A sa sortie du bureau exécutif, Jean-Marie Le Pen était pourtant confiant, fort de ses arguments juridiques : « Nous avons eu des échanges de vues variés et divers. Le bureau exécutif a décidé de se donner du temps. » Il n’a pas fallu pourtant très longtemps pour que le bureau exécutif prenne sa décision à la majorité requise selon le communiqué du FN. Marine Le Pen et Florian Philippot avaient décidé de ne pas être présents par souci de partialité, une absence qui a fait tâche car s’apparentant plus à de la peur qu’à un véritable désir d’ impartialité. Selon toujours un autre communiqué paru dans la soirée, étaient présents Jean-François Jalkh, Wallerand de Saint-Just, Steeve Briois, Marie-Christine Arnautu, Nicolas Bay et Louis Aliot. Pourtant, dans une interview au JDD, Marie-Christine Arnautu s’est dit très surprise de cette décision, prise en son absence : « Je suis très surprise, d’autant qu’en quittant le siège du parti, tout à l’heure, j’avais compris que le bureau exécutif devait se retrouver vendredi matin pour discuter de nouveau le sujet. Certains, comme Louis Aliot ou moi-même, sont partis avant la fin des débats. Mais, encore une fois, nous devions nous revoir vendredi matin ou communiquer par mail. Je trouve très étonnant que le communiqué soit sorti aussi vite. C’est comme s’il avait été préparé en avance. Je réagis à chaud, mais je déplore cette décision et la méthode opérée. Tout cela est assez surprenant. » Une interview qui pose question : pourquoi cette précipitation ? Qui ment ?
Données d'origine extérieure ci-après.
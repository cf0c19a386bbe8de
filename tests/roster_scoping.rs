use serde_json::json;
use std::io::{BufRead, BufReader, Write};
use std::path::PathBuf;
use std::process::{Child, ChildStdin, ChildStdout, Command, Stdio};
use std::time::{SystemTime, UNIX_EPOCH};

fn temp_dir(prefix: &str) -> PathBuf {
    let p = std::env::temp_dir().join(format!(
        "{}-{}",
        prefix,
        SystemTime::now()
            .duration_since(UNIX_EPOCH)
            .expect("clock")
            .as_nanos()
    ));
    std::fs::create_dir_all(&p).expect("create temp dir");
    p
}

fn spawn_sidecar() -> (Child, ChildStdin, BufReader<ChildStdout>) {
    let exe = env!("CARGO_BIN_EXE_aulad");
    let mut child = Command::new(exe)
        .stdin(Stdio::piped())
        .stdout(Stdio::piped())
        .stderr(Stdio::null())
        .spawn()
        .expect("spawn aulad");
    let stdin = child.stdin.take().expect("child stdin");
    let stdout = child.stdout.take().expect("child stdout");
    (child, stdin, BufReader::new(stdout))
}

fn request(
    stdin: &mut ChildStdin,
    reader: &mut BufReader<ChildStdout>,
    id: &str,
    method: &str,
    params: serde_json::Value,
) -> serde_json::Value {
    let payload = json!({
        "id": id,
        "method": method,
        "params": params,
    });
    writeln!(stdin, "{}", payload).expect("write request");
    stdin.flush().expect("flush request");

    let mut line = String::new();
    reader.read_line(&mut line).expect("read response line");
    assert!(!line.trim().is_empty(), "empty response for {}", method);
    let value: serde_json::Value = serde_json::from_str(line.trim()).expect("parse response json");
    assert_eq!(value.get("id").and_then(|v| v.as_str()), Some(id));
    value
}

fn request_ok(
    stdin: &mut ChildStdin,
    reader: &mut BufReader<ChildStdout>,
    id: &str,
    method: &str,
    params: serde_json::Value,
) -> serde_json::Value {
    let value = request(stdin, reader, id, method, params);
    assert!(
        value.get("ok").and_then(|v| v.as_bool()).unwrap_or(false),
        "{} failed: {}",
        method,
        value
    );
    value.get("result").cloned().unwrap_or_else(|| json!({}))
}

fn request_err_code(
    stdin: &mut ChildStdin,
    reader: &mut BufReader<ChildStdout>,
    id: &str,
    method: &str,
    params: serde_json::Value,
) -> String {
    let value = request(stdin, reader, id, method, params);
    assert_eq!(
        value.get("ok").and_then(|v| v.as_bool()),
        Some(false),
        "{} unexpectedly succeeded: {}",
        method,
        value
    );
    value
        .get("error")
        .and_then(|e| e.get("code"))
        .and_then(|v| v.as_str())
        .expect("error code")
        .to_string()
}

fn str_field(v: &serde_json::Value, key: &str) -> String {
    v.get(key)
        .and_then(|x| x.as_str())
        .unwrap_or_else(|| panic!("missing {} in {}", key, v))
        .to_string()
}

struct Rid(u32);

impl Rid {
    fn next(&mut self) -> String {
        self.0 += 1;
        self.0.to_string()
    }
}

struct School {
    year_id: String,
    grade_id: String,
    section_b: String,
    course_id: String,
    teacher_id: String,
    teacher_profile: String,
    admin_profile: String,
}

/// One grade with sections A and B, one student enrolled in each section.
fn seed_two_sections(
    stdin: &mut ChildStdin,
    reader: &mut BufReader<ChildStdout>,
    rid: &mut Rid,
    workspace: &std::path::Path,
) -> School {
    let _ = request_ok(
        stdin,
        reader,
        &rid.next(),
        "workspace.select",
        json!({ "path": workspace.to_string_lossy() }),
    );
    let admin = request_ok(
        stdin,
        reader,
        &rid.next(),
        "profiles.create",
        json!({ "fullName": "Ada Admin", "role": "admin" }),
    );
    let admin_profile = str_field(&admin, "profileId");
    let _ = request_ok(
        stdin,
        reader,
        &rid.next(),
        "session.open",
        json!({ "profileId": admin_profile }),
    );

    let year = request_ok(stdin, reader, &rid.next(), "years.create", json!({ "name": "2026" }));
    let year_id = str_field(&year, "yearId");
    let level = request_ok(
        stdin,
        reader,
        &rid.next(),
        "levels.create",
        json!({ "name": "Secundaria" }),
    );
    let grade = request_ok(
        stdin,
        reader,
        &rid.next(),
        "grades.create",
        json!({ "levelId": str_field(&level, "levelId"), "name": "1st" }),
    );
    let grade_id = str_field(&grade, "gradeId");
    let section_b = request_ok(
        stdin,
        reader,
        &rid.next(),
        "sections.create",
        json!({ "gradeId": grade_id, "name": "B" }),
    );
    let course = request_ok(
        stdin,
        reader,
        &rid.next(),
        "courses.create",
        json!({ "name": "History" }),
    );
    let teacher = request_ok(
        stdin,
        reader,
        &rid.next(),
        "teachers.create",
        json!({ "fullName": "Elena Vargas" }),
    );

    // Section A comes from the import itself; B exists already.
    let import = request_ok(
        stdin,
        reader,
        &rid.next(),
        "students.import",
        json!({
            "yearId": year_id,
            "rows": [
                {
                    "firstNames": "Ana",
                    "lastNames": "Aguilar",
                    "dni": "70000010",
                    "level": "Secundaria",
                    "grade": "1st",
                    "section": "A"
                },
                {
                    "firstNames": "Bruno",
                    "lastNames": "Zapata",
                    "dni": "70000011",
                    "level": "Secundaria",
                    "grade": "1st",
                    "section": "B"
                }
            ]
        }),
    );
    assert_eq!(import.get("imported").and_then(|v| v.as_i64()), Some(2));

    School {
        year_id,
        grade_id,
        section_b: str_field(&section_b, "sectionId"),
        course_id: str_field(&course, "courseId"),
        teacher_id: str_field(&teacher, "teacherId"),
        teacher_profile: str_field(&teacher, "profileId"),
        admin_profile,
    }
}

fn create_assignment(
    stdin: &mut ChildStdin,
    reader: &mut BufReader<ChildStdout>,
    rid: &mut Rid,
    s: &School,
    section_id: Option<&str>,
) -> String {
    let mut params = json!({
        "yearId": s.year_id,
        "teacherId": s.teacher_id,
        "courseId": s.course_id,
        "gradeId": s.grade_id
    });
    if let Some(id) = section_id {
        params["sectionId"] = json!(id);
    }
    let created = request_ok(stdin, reader, &rid.next(), "assignments.create", params);
    str_field(&created, "assignmentId")
}

fn roster_last_names(
    stdin: &mut ChildStdin,
    reader: &mut BufReader<ChildStdout>,
    rid: &mut Rid,
    assignment_id: &str,
) -> Vec<String> {
    let roster = request_ok(
        stdin,
        reader,
        &rid.next(),
        "gradebook.roster",
        json!({ "assignmentId": assignment_id }),
    );
    roster["students"]
        .as_array()
        .expect("students")
        .iter()
        .map(|s| str_field(s, "lastNames"))
        .collect()
}

#[test]
fn section_assignment_sees_only_its_section() {
    let workspace = temp_dir("aulad-roster-section");
    let (_child, mut stdin, mut reader) = spawn_sidecar();
    let mut rid = Rid(0);
    let s = seed_two_sections(&mut stdin, &mut reader, &mut rid, &workspace);

    let section_a = {
        let sections = request_ok(
            &mut stdin,
            &mut reader,
            &rid.next(),
            "sections.list",
            json!({ "gradeId": s.grade_id }),
        );
        let arr = sections["sections"].as_array().expect("sections");
        let a = arr
            .iter()
            .find(|sec| sec.get("name").and_then(|v| v.as_str()) == Some("A"))
            .expect("section A created by the import");
        str_field(a, "id")
    };

    let on_a = create_assignment(&mut stdin, &mut reader, &mut rid, &s, Some(&section_a));
    assert_eq!(
        roster_last_names(&mut stdin, &mut reader, &mut rid, &on_a),
        vec!["Aguilar".to_string()]
    );

    // No section on the assignment means the whole grade, ordered by last
    // names.
    let on_grade = create_assignment(&mut stdin, &mut reader, &mut rid, &s, None);
    assert_eq!(
        roster_last_names(&mut stdin, &mut reader, &mut rid, &on_grade),
        vec!["Aguilar".to_string(), "Zapata".to_string()]
    );
}

#[test]
fn roster_follows_the_enrollment_not_the_student_record() {
    let workspace = temp_dir("aulad-roster-drift");
    let (_child, mut stdin, mut reader) = spawn_sidecar();
    let mut rid = Rid(0);
    let s = seed_two_sections(&mut stdin, &mut reader, &mut rid, &workspace);

    let on_b = create_assignment(&mut stdin, &mut reader, &mut rid, &s, Some(&s.section_b));
    assert_eq!(
        roster_last_names(&mut stdin, &mut reader, &mut rid, &on_b),
        vec!["Zapata".to_string()]
    );

    // Move Ana's enrollment to section B. Her students row still says A,
    // but the year's roster is what the gradebook reads.
    let students = request_ok(&mut stdin, &mut reader, &rid.next(), "students.list", json!({}));
    let ana = students["students"]
        .as_array()
        .expect("students")
        .iter()
        .find(|st| st.get("dni").and_then(|v| v.as_str()) == Some("70000010"))
        .cloned()
        .expect("Ana imported");
    let _ = request_ok(
        &mut stdin,
        &mut reader,
        &rid.next(),
        "enrollments.set",
        json!({
            "yearId": s.year_id,
            "studentId": str_field(&ana, "id"),
            "gradeId": s.grade_id,
            "sectionId": s.section_b
        }),
    );

    assert_eq!(
        roster_last_names(&mut stdin, &mut reader, &mut rid, &on_b),
        vec!["Aguilar".to_string(), "Zapata".to_string()]
    );
    assert_eq!(ana.get("sectionName").and_then(|v| v.as_str()), Some("A"));
}

#[test]
fn teacher_session_is_scoped_to_own_assignments() {
    let workspace = temp_dir("aulad-roster-owner");
    let (_child, mut stdin, mut reader) = spawn_sidecar();
    let mut rid = Rid(0);
    let s = seed_two_sections(&mut stdin, &mut reader, &mut rid, &workspace);

    let own = create_assignment(&mut stdin, &mut reader, &mut rid, &s, None);
    let other_teacher = request_ok(
        &mut stdin,
        &mut reader,
        &rid.next(),
        "teachers.create",
        json!({ "fullName": "Jorge Salas" }),
    );
    let foreign = request_ok(
        &mut stdin,
        &mut reader,
        &rid.next(),
        "assignments.create",
        json!({
            "yearId": s.year_id,
            "teacherId": str_field(&other_teacher, "teacherId"),
            "courseId": s.course_id,
            "gradeId": s.grade_id,
            "sectionId": s.section_b
        }),
    );
    let foreign_id = str_field(&foreign, "assignmentId");

    let _ = request_ok(
        &mut stdin,
        &mut reader,
        &rid.next(),
        "session.open",
        json!({ "profileId": s.teacher_profile }),
    );

    let mine = request_ok(&mut stdin, &mut reader, &rid.next(), "assignments.mine", json!({}));
    let ids: Vec<String> = mine["assignments"]
        .as_array()
        .expect("assignments")
        .iter()
        .map(|a| str_field(a, "id"))
        .collect();
    assert_eq!(ids, vec![own.clone()]);

    // Own gradebook opens; a colleague's does not.
    let _ = request_ok(
        &mut stdin,
        &mut reader,
        &rid.next(),
        "gradebook.open",
        json!({ "assignmentId": own }),
    );
    let code = request_err_code(
        &mut stdin,
        &mut reader,
        &rid.next(),
        "gradebook.roster",
        json!({ "assignmentId": foreign_id }),
    );
    assert_eq!(code, "forbidden");

    // An admin session sees both.
    let _ = request_ok(
        &mut stdin,
        &mut reader,
        &rid.next(),
        "session.open",
        json!({ "profileId": s.admin_profile }),
    );
    let _ = request_ok(
        &mut stdin,
        &mut reader,
        &rid.next(),
        "gradebook.roster",
        json!({ "assignmentId": foreign_id }),
    );
}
Il semblerait ainsi que sur les huit membres du bureau, seulement quatre aient voté, les quatre autres étant absents au moment du vote. C’est le manque de transparence qui apparait en premier lieu dans la prise de décision, tout le monde soupçonnant Marie Le Pen et Florian Philippot d’avoir manœuvré par derrière malgré leur absence. La confusion ne fait que grandir malgré les allégations des principaux cadres du parti. Le tout n’est pas d’avoir le soutien des adhérents car il ne faut pas oublier la raison, qui a été invoquée, pour expliquer les procédures engagées contre Jean-Marie Le Pen : dédiaboliser encore plus le parti pour gagner des électeurs. Or s’il est certain que l’éviction de Jean-Marie Le Pen a peu de chance de faire des électeurs au FN, rien n’est moins sûr qu’elle lui apporte des voix. On peut rappeler, que lors de l’élection départementale partielle à Villeuneuve-sur-Yonne au début du mois de juillet, le binôme du FN a été éliminé dès le premier tour alors que le FN avait remporté initialement cette élection. Simple échec passager ?  Sur ce coup, le parti s’est plutôt fait discret. De plus le feuilleton est loin de prendre fin car il est certain que Jean-Marie Le Pen va engager d’autres procédures judiciaires face à une décision qu’il juge illégale et, au vu des éléments, il pourrait bien avoir raison. Durant les prochains mois, le parti risque d’avoir du mal à être audible sur des sujets de fond alors que les régionales approchent de plus en plus et que Marie Le Pen a décidé de se présenter une nouvelle fois dans le nord. Il s’est mis un peu tout seul dans cette situation et il est facile de reporter toute la faute aux médias. L’impréparation et la précipitation juridiques risquent de coûter cher au parti, et pas qu’en frais d’avocat !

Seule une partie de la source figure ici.